Another project lead by Bill Craelius and Sam Phillips is working on an artificial hand designed to give amputees individual control over at least three fingers by using their original nerve pathways. The prototype allows so much control that one amputee has been able to play a keyboard with it. (2,4) The prosthetic uses electrical impulses in the arm from "phantom limb" movement, called residual kinetic imaging (3). The user's original motor pathways are used to control robotic replacement parts without relearning how to move their hands.
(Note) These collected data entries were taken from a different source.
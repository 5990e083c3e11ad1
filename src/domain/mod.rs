//! Domain layer: runtime primitives
//!
//! This layer is independent of external concerns (no I/O, no CLI, no config loading).

pub mod error;
pub mod location;
pub mod logger;

pub use error::DomainError;
pub use location::{Category, Layout, Location, Mode, RuntimeLocator};
pub use logger::{LogLevel, Logger};
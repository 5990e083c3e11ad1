//! `probe`: built-in diagnostic source
//!
//! Reports the runtime layout the data command resolved and fails when the
//! runtime directory is unusable. Useful for checking a home directory before
//! installing real data source plugins.

use std::path::PathBuf;

use crate::application::Context;
use crate::domain::{Layout, Location, Logger};
use crate::extension::{DataExtension, ExtensionError, ExtensionResult};

pub const NAME: &str = "probe";
pub const ABOUT: &str = "Report the resolved runtime layout";

#[derive(Debug)]
pub struct ProbeExtension {
    logger: Logger,
    low_latency: bool,
    runtime_dir: PathBuf,
    archive_dir: PathBuf,
    locations: Vec<(&'static str, Location)>,
}

impl ProbeExtension {
    pub fn new(ctx: &Context) -> Self {
        Self {
            logger: ctx.logger().clone(),
            low_latency: ctx.low_latency(),
            runtime_dir: ctx.runtime_dir().to_path_buf(),
            archive_dir: ctx.archive_dir().to_path_buf(),
            locations: vec![
                ("config", ctx.config_location().clone()),
                ("console", ctx.console_location().clone()),
                ("index", ctx.index_location().clone()),
            ],
        }
    }

    pub fn factory(ctx: &Context) -> ExtensionResult<Box<dyn DataExtension>> {
        Ok(Box::new(Self::new(ctx)))
    }
}

impl DataExtension for ProbeExtension {
    fn run(&mut self) -> ExtensionResult<()> {
        let meta = std::fs::metadata(&self.runtime_dir).map_err(|e| {
            ExtensionError::io(
                NAME,
                format!("runtime dir {}", self.runtime_dir.display()),
                e,
            )
        })?;
        if !meta.is_dir() {
            return Err(ExtensionError::failed(
                NAME,
                format!("runtime dir is not a directory: {}", self.runtime_dir.display()),
            ));
        }

        self.logger
            .info(format!("runtime dir: {}", self.runtime_dir.display()));
        if self.archive_dir.is_dir() {
            self.logger
                .info(format!("archive dir: {}", self.archive_dir.display()));
        } else {
            self.logger.warn(format!(
                "archive dir missing: {}",
                self.archive_dir.display()
            ));
        }
        self.logger.info(format!("low latency: {}", self.low_latency));

        for (label, location) in &self.locations {
            let log_dir = location.layout_dir(Layout::Log);
            self.logger.info(format!(
                "{label}: {} (log dir {}, {})",
                location.uname(),
                log_dir.display(),
                if log_dir.is_dir() { "present" } else { "absent" }
            ));
        }
        Ok(())
    }
}
//! Data source extensions
//!
//! An extension is a runnable unit built from a [`Context`] by a factory
//! registered under a source name. The dispatcher only knows that a name
//! resolves to something runnable; what "fetching data" means is up to the
//! extension.

pub mod probe;
pub mod registry;

use std::sync::Arc;

use thiserror::Error;

use crate::application::Context;

pub use registry::{ExtensionRegistry, RegistryError};

/// Failure raised while constructing or running an extension.
#[derive(Error, Debug)]
pub enum ExtensionError {
    #[error("extension `{source_name}` failed: {message}")]
    Failed {
        source_name: String,
        message: String,
    },

    #[error("extension `{source_name}` I/O error: {context}")]
    Io {
        source_name: String,
        context: String,
        #[source]
        source: std::io::Error,
    },

    #[error("extension `{source_name}` failed")]
    Other {
        source_name: String,
        #[source]
        source: Box<dyn std::error::Error + Send + Sync>,
    },
}

impl ExtensionError {
    pub fn failed(source_name: impl Into<String>, message: impl Into<String>) -> Self {
        Self::Failed {
            source_name: source_name.into(),
            message: message.into(),
        }
    }

    pub fn io(
        source_name: impl Into<String>,
        context: impl Into<String>,
        source: std::io::Error,
    ) -> Self {
        Self::Io {
            source_name: source_name.into(),
            context: context.into(),
            source,
        }
    }

    /// Wrap an error raised by a library the extension depends on.
    pub fn other(
        source_name: impl Into<String>,
        source: impl Into<Box<dyn std::error::Error + Send + Sync>>,
    ) -> Self {
        Self::Other {
            source_name: source_name.into(),
            source: source.into(),
        }
    }

    /// Name of the source whose extension raised this error.
    pub fn source_name(&self) -> &str {
        match self {
            Self::Failed { source_name, .. }
            | Self::Io { source_name, .. }
            | Self::Other { source_name, .. } => source_name,
        }
    }
}

/// Result type for extension operations.
pub type ExtensionResult<T> = Result<T, ExtensionError>;

/// A runnable data source.
///
/// `run` is called exactly once, synchronously, on the invoking thread.
pub trait DataExtension {
    fn run(&mut self) -> ExtensionResult<()>;
}

/// Builds a fresh extension for one invocation.
pub type ExtensionFactory =
    Arc<dyn Fn(&Context) -> ExtensionResult<Box<dyn DataExtension>> + Send + Sync>;

/// Registry holding the extensions compiled into this binary.
pub fn builtin_registry() -> Result<ExtensionRegistry, RegistryError> {
    let mut registry = ExtensionRegistry::new();
    registry.register(probe::NAME, probe::ABOUT, probe::ProbeExtension::factory)?;
    Ok(registry)
}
Oxford Orthopaedic Engineering Centre Dr Peter Kyberd has been working on a new prosthetic hand that is controlled by a small computer contained within it. The hand uses low-level signals generated by the user flexing muscles in the forearm, and translates them into action. The user of the hand can give three basic instructions: open, close, and grip. What makes the device unique is that sensors inside it allow it to decide what grip shape to adopt and how hard to squeeze. If it feels an object slipping, it will automatically grip harder without the user's intervention. (5,6)

Autonomous Systems Engineering Labs Wenwei Yu and Ryu Katoh are developing a prosthetic hand that uses electromyogram (EMG) for presuming the amputee's intention. EMG is electric potential measured on a skin surface when a muscle contracts. It can be generated from amputee's partially lost muscle. (7)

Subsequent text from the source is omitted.